4.1 SEA: now and future

MATAHARI terlelap tenang. Ia terbenam di ufuk barat. Langit oranye sudah berubah redup, meninggalkan sedikit warna biru menciprat di dasar. Gelap. Pegunungan berbatu berangsur diselimuti malam. Seketika hening, kekacauan telah berakhir.

Pegunungan yang menjadi tempat pertarungan sang dewa kini sudah berganti sepi. Dingin. Es tebal menutupi seluruh bagian luar. Sampai meninggalkan sebuah puncak dengan gundukan kristal dingin raksasa, seorang pria membeku kaku di dalamnya. Hanya menyisakan satu tangan mencuat, nasib Saba sudah selesai.

Sementara di depan gundukan es raksasa, sebuah kapal tua mengayun perlahan di bawah langit gelap. Hingga memperlihatkan bintang-bintang yang mulai menampakkan gemerlap, tiga orang di atas kapal tua termenung diam.

"Kau akan apakan dirinya?" tanya Jaghro menyorotkan tatapan sendu. Tidak berbeda jauh di sebelahnya, seorang wanita juga bermimik sama. Sedih. Tidak bisa memutar ulang waktu, sesal menyelimuti apa yang ada di depan.

"Aku akan pergi dari sini."Makka menatap tubuh yang ia peluk erat. Makka membawa tubuh Taiga yang diam, terbujur lemas. Taiga tidak bisa cerewet lagi. Hanya diam, terlelap tak sadarkan diri. "Dia masih bernapas."

Kakak-beradik yang ada di hadapan Makka akhirnya bisa bernapas lega. Keduanya bisa melepaskan tatapan tegang, terutama sang adik. Si wanita Mesir sangat bersyukur ketika mengetahui penyelamatnya masih bernyawa. Ketika melihat adiknya gembira, Jaghro tidak bisa menahan senyuman. Meski masih asing, pria Mesir ini turut bahagia untuk orang yang akan menjadi adik ipar. Mungkin.

"Aku pamit," ucap Makka bernada yang masih tidak lega. Wajahnya khawatir. Dirinya bahkan tak sadar sudah memutus ketenangan kakak-beradik yang ada di depannya. "Aku akan pergi ke SEA."

Setelah mendengar penjelasan Makka, kedua kakak-beradik yang saling mendoa bisa melanjutkan kelegaan sekali lagi. Pergi dari Efrat adalah keputusan yang benar. Di benua rimba, tidak ada seorang pun mampu membawakan seorang dokter.

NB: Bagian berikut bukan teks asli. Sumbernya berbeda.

//! Astronomical and unit-conversion constants shared across the workspace.

#[allow(clippy::excessive_precision)]
#[allow(clippy::approx_constant)]
pub const PI: f64 = 3.141592653589793238462643;

#[allow(clippy::excessive_precision)]
#[allow(clippy::approx_constant)]
pub const HALF_PI: f64 = 1.5707963267948966192313216;

/// The full turn, 2π.
#[allow(clippy::excessive_precision)]
#[allow(clippy::approx_constant)]
pub const TAU: f64 = 6.283185307179586476925287;

pub const HOURS_PER_DAY: f64 = 24.0;

pub const RAD_PER_HOUR: f64 = TAU / HOURS_PER_DAY;

pub const HOURS_PER_RAD: f64 = HOURS_PER_DAY / TAU;

pub const ARCSEC_PER_DEG: f64 = 3600.0;

pub const RAD_PER_ARCSEC: f64 = TAU / (360.0 * ARCSEC_PER_DEG);

#[allow(clippy::excessive_precision)]
pub const DEG_PER_RAD: f64 = 57.29577951308232087679815;

#[allow(clippy::excessive_precision)]
pub const RAD_PER_DEG: f64 = 1.745329251994329576923691e-2;

pub const SECONDS_PER_MINUTE: f64 = 60.0;

pub const MINUTES_PER_DEGREE: f64 = 60.0;

pub const MILLIS_PER_DAY: f64 = 1000.0 * 3600.0 * 24.0;

pub const MILLIS_PER_HOUR: f64 = 1000.0 * 3600.0;

/// Length of a Julian century in days.
pub const DAYS_PER_JULIAN_CENTURY: f64 = 36525.0;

Berbeda dengan kepulauan SEA, tempat paling ramai yang ada di muka bumi. Temapt itu adalah jalur pelayaran penghubung antara benua dingin dengan benua hangat. Sama seperti masa lalu, begitu pula namanya. SEA. South East Asia.

Setelah mengetahui tujuan Makka, Jaghro menatap nanar sang adik, lalu tersenyum. Pria berkulit coklat itu mengisyaratkan bahwa mereka hanya menemani pemilik kapal tua ini sampai sini, tanjung timur Efrat.

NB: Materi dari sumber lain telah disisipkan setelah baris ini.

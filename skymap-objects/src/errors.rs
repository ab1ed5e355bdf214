//! Error type for celestial object construction.

use thiserror::Error;

use skymap_coords::CoordError;
use skymap_core::MathError;

/// Convenience alias for `Result<T, ObjectError>`.
pub type ObjectResult<T> = Result<T, ObjectError>;

/// Failures while constructing a celestial object.
#[derive(Error, Debug, Clone, PartialEq)]
pub enum ObjectError {
    /// An object was given an empty name.
    #[error("celestial object name must not be empty")]
    EmptyName,

    /// An object was given a negative apparent angular size.
    #[error("angular size must be non-negative, got {0}")]
    NegativeAngularSize(f64),

    /// A scalar attribute fell outside its required interval.
    #[error("object attribute out of range: {0}")]
    AttributeOutOfRange(#[from] MathError),

    /// A coordinate argument was invalid.
    #[error(transparent)]
    Coord(#[from] CoordError),
}
//! Small math helpers shared by the workspace.

/// Floating-point modulo via `libm`, well-defined for negative dividends.
#[inline]
pub fn fmod(x: f64, y: f64) -> f64 {
    libm::fmod(x, y)
}

/// `asin` with the argument clamped to [-1, 1].
///
/// Spherical-trigonometry expressions can drift a few ulps outside the
/// mathematical range and would otherwise produce NaN at the poles.
#[inline]
pub fn asin_safe(x: f64) -> f64 {
    x.clamp(-1.0, 1.0).asin()
}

"Makka, hati-hati. Aku berutang banyak kepadamu, begitu pula adikku," ucap Jaghro bernada lembut. Senyuman tergurat di bibir. Pria itu sangat manis jika bersikap baik seperti ini. Pemuda di depannya sampai ikut tersenyum. Makka tak kuasa mendiamkan senyuman tulus dari seorang MESS mulut.

"Terima kasih, Kepala Suku." Makka mengguratkan senyum yang masih terukir di bibir merah.

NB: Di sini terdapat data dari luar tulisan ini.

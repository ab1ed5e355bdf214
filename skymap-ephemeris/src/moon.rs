//! Analytic model of the Moon's apparent geocentric position.

use skymap_core::angle;
use skymap_core::constants::RAD_PER_DEG;
use skymap_core::math::asin_safe;
use skymap_coords::{EclipticCoordinates, EclipticToEquatorial};
use skymap_objects::Moon;

use crate::errors::EphemerisResult;
use crate::model::CelestialObjectModel;
use crate::sun::SunModel;

/// Mean ecliptic longitude at J2010.
const MEAN_LON: f64 = 91.929336 * RAD_PER_DEG;
/// Mean longitude of the perigee at J2010.
const MEAN_LON_PERIGEE: f64 = 130.143076 * RAD_PER_DEG;
/// Longitude of the ascending node at J2010.
const ASCENDING_NODE_LON: f64 = 291.682547 * RAD_PER_DEG;
/// Inclination of the orbit on the ecliptic.
const INCLINATION: f64 = 5.145396 * RAD_PER_DEG;
/// Eccentricity of the orbit.
const ECCENTRICITY: f64 = 0.0549;
/// Apparent angular size at the mean Earth-Moon distance.
const ANGULAR_SIZE_MEAN_DIST: f64 = 0.5181 * RAD_PER_DEG;

/// The model of the Moon.
///
/// A mean elliptic orbit corrected for evection, the annual equation and
/// variation, the dominant periodic perturbations from the Sun. The solar
/// position it needs is computed internally from [`SunModel`].
#[derive(Debug, Clone, Copy, Default)]
pub struct MoonModel;

impl CelestialObjectModel for MoonModel {
    type Object = Moon;

    fn at(
        &self,
        days_since_j2010: f64,
        conversion: &EclipticToEquatorial,
    ) -> EphemerisResult<Moon> {
        let (sun_mean_anomaly, _) = SunModel::anomalies(days_since_j2010);
        let sun_lon = SunModel::ecliptic_lon(days_since_j2010);
        let sin_sun_mean_anomaly = sun_mean_anomaly.sin();

        let mean_lon = 13.1763966 * RAD_PER_DEG * days_since_j2010 + MEAN_LON;
        let mean_anomaly =
            mean_lon - 0.1114041 * RAD_PER_DEG * days_since_j2010 - MEAN_LON_PERIGEE;

        let evection =
            1.2739 * RAD_PER_DEG * (2.0 * (mean_lon - sun_lon) - mean_anomaly).sin();
        let annual_equation = 0.1858 * RAD_PER_DEG * sin_sun_mean_anomaly;
        let third_correction = 0.37 * RAD_PER_DEG * sin_sun_mean_anomaly;

        let corrected_anomaly = mean_anomaly + evection - annual_equation - third_correction;
        let equation_of_center = 6.2886 * RAD_PER_DEG * corrected_anomaly.sin();
        let fourth_correction = 0.214 * RAD_PER_DEG * (2.0 * corrected_anomaly).sin();

        let corrected_lon =
            mean_lon + evection + equation_of_center - annual_equation + fourth_correction;
        let variation = 0.6583 * RAD_PER_DEG * (2.0 * (corrected_lon - sun_lon)).sin();
        let true_lon = corrected_lon + variation;

        let node_lon = ASCENDING_NODE_LON - 0.0529539 * RAD_PER_DEG * days_since_j2010;
        let corrected_node_lon = node_lon - 0.16 * RAD_PER_DEG * sin_sun_mean_anomaly;

        let lon_from_node = true_lon - corrected_node_lon;
        let (sin_lon_from_node, cos_lon_from_node) = lon_from_node.sin_cos();
        let ecliptic_lon = angle::normalize_positive(
            f64::atan2(sin_lon_from_node * INCLINATION.cos(), cos_lon_from_node)
                + corrected_node_lon,
        );
        let ecliptic_lat = asin_safe(sin_lon_from_node * INCLINATION.sin());

        let phase = (1.0 - (true_lon - sun_lon).cos()) / 2.0;

        let distance_ratio = (1.0 - ECCENTRICITY * ECCENTRICITY)
            / (1.0 + ECCENTRICITY * (corrected_anomaly + equation_of_center).cos());
        let angular_size = ANGULAR_SIZE_MEAN_DIST / distance_ratio;

        let ecliptic_pos = EclipticCoordinates::new(ecliptic_lon, ecliptic_lat)?;
        let equatorial_pos = conversion.apply(&ecliptic_pos)?;
        Ok(Moon::new(equatorial_pos, angular_size, 0.0, phase)?)
    }
}

#[cfg(test)]
mod tests {
    use super::*;
    use approx::assert_abs_diff_eq;
    use chrono::{TimeZone, Utc};
    use skymap_time::Epoch;

    #[test]
    fn test_moon_position_textbook() {
        // 2003-09-01 00:00 UTC, expected λ ≈ 214.862515°, β ≈ 1.716257°.
        let when = Utc.with_ymd_and_hms(2003, 9, 1, 0, 0, 0).unwrap();
        let days = Epoch::J2010.days_until(when);
        let conversion = EclipticToEquatorial::new(when);

        let moon = MoonModel.at(days, &conversion).unwrap();
        let expected = conversion
            .apply(
                &EclipticCoordinates::new(
                    angle::from_deg(214.862515),
                    angle::from_deg(1.716257),
                )
                .unwrap(),
            )
            .unwrap();
        assert_abs_diff_eq!(
            moon.record().equatorial_pos().ra(),
            expected.ra(),
            epsilon = 1e-4
        );
        assert_abs_diff_eq!(
            moon.record().equatorial_pos().dec(),
            expected.dec(),
            epsilon = 1e-4
        );
    }

    #[test]
    fn test_phase_is_in_unit_interval_over_a_month() {
        let when = Utc.with_ymd_and_hms(2020, 1, 1, 0, 0, 0).unwrap();
        let conversion = EclipticToEquatorial::new(when);
        let start = Epoch::J2010.days_until(when);
        for day in 0..30 {
            let moon = MoonModel.at(start + f64::from(day), &conversion).unwrap();
            assert!((0.0..=1.0).contains(&moon.phase()));
        }
    }

    #[test]
    fn test_moon_attributes() {
        let when = Utc.with_ymd_and_hms(2020, 1, 1, 0, 0, 0).unwrap();
        let conversion = EclipticToEquatorial::new(when);
        let moon = MoonModel
            .at(Epoch::J2010.days_until(when), &conversion)
            .unwrap();
        assert_eq!(moon.record().name(), "Moon");
        assert_eq!(moon.record().magnitude(), 0.0);
        assert!(moon.record().angular_size() > 0.0);
    }
}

Setelah mendengar panggilan itu, Jaghro tersenyum malu. Sungkan disebabkan kebodohan besar yang sudah ia perbuat. Telah mengaku sebagai utusan Tuhan adalah dosa besar, hingga ia bertobat. Pria mesir itu menyadari jati dirinya. Entah hari ini atau esok, Jaghro adalah seorang kepala suku.

"Makka, aku juga seorang MESS. Bertemu denganmu adalah sebuah kehormatan, seorang keturunan Jibril yang perkasa. Bahkan, putra Leviathan. Hari ini, aku sangat diberkati.

"Makka, aku bersumpah atas nama Tuhan yang kita sembah, aku akan setia kepadamu. Aku memberikan diriku untukmu. Demi kebebasan. Demi kaum kita, MESS."

Jaghro bersumpah setia kepada Makka. Dengan wajah serius dan ikrar yang kusuk, pria Mesir itu menjadi sekutu Makka, laki-laki yang akan menjadi raja. Hingga Makka mengangguk pelan, keduanya bisa tersenyum bersama. Setelah berpisah dengan ikhlas, mereka akan menggapai satu tujuan yang sama.

"Keselamatan untukmu dan Efrat," ucap Makka sebelum membuat kapal tua yang ia naiki melaju.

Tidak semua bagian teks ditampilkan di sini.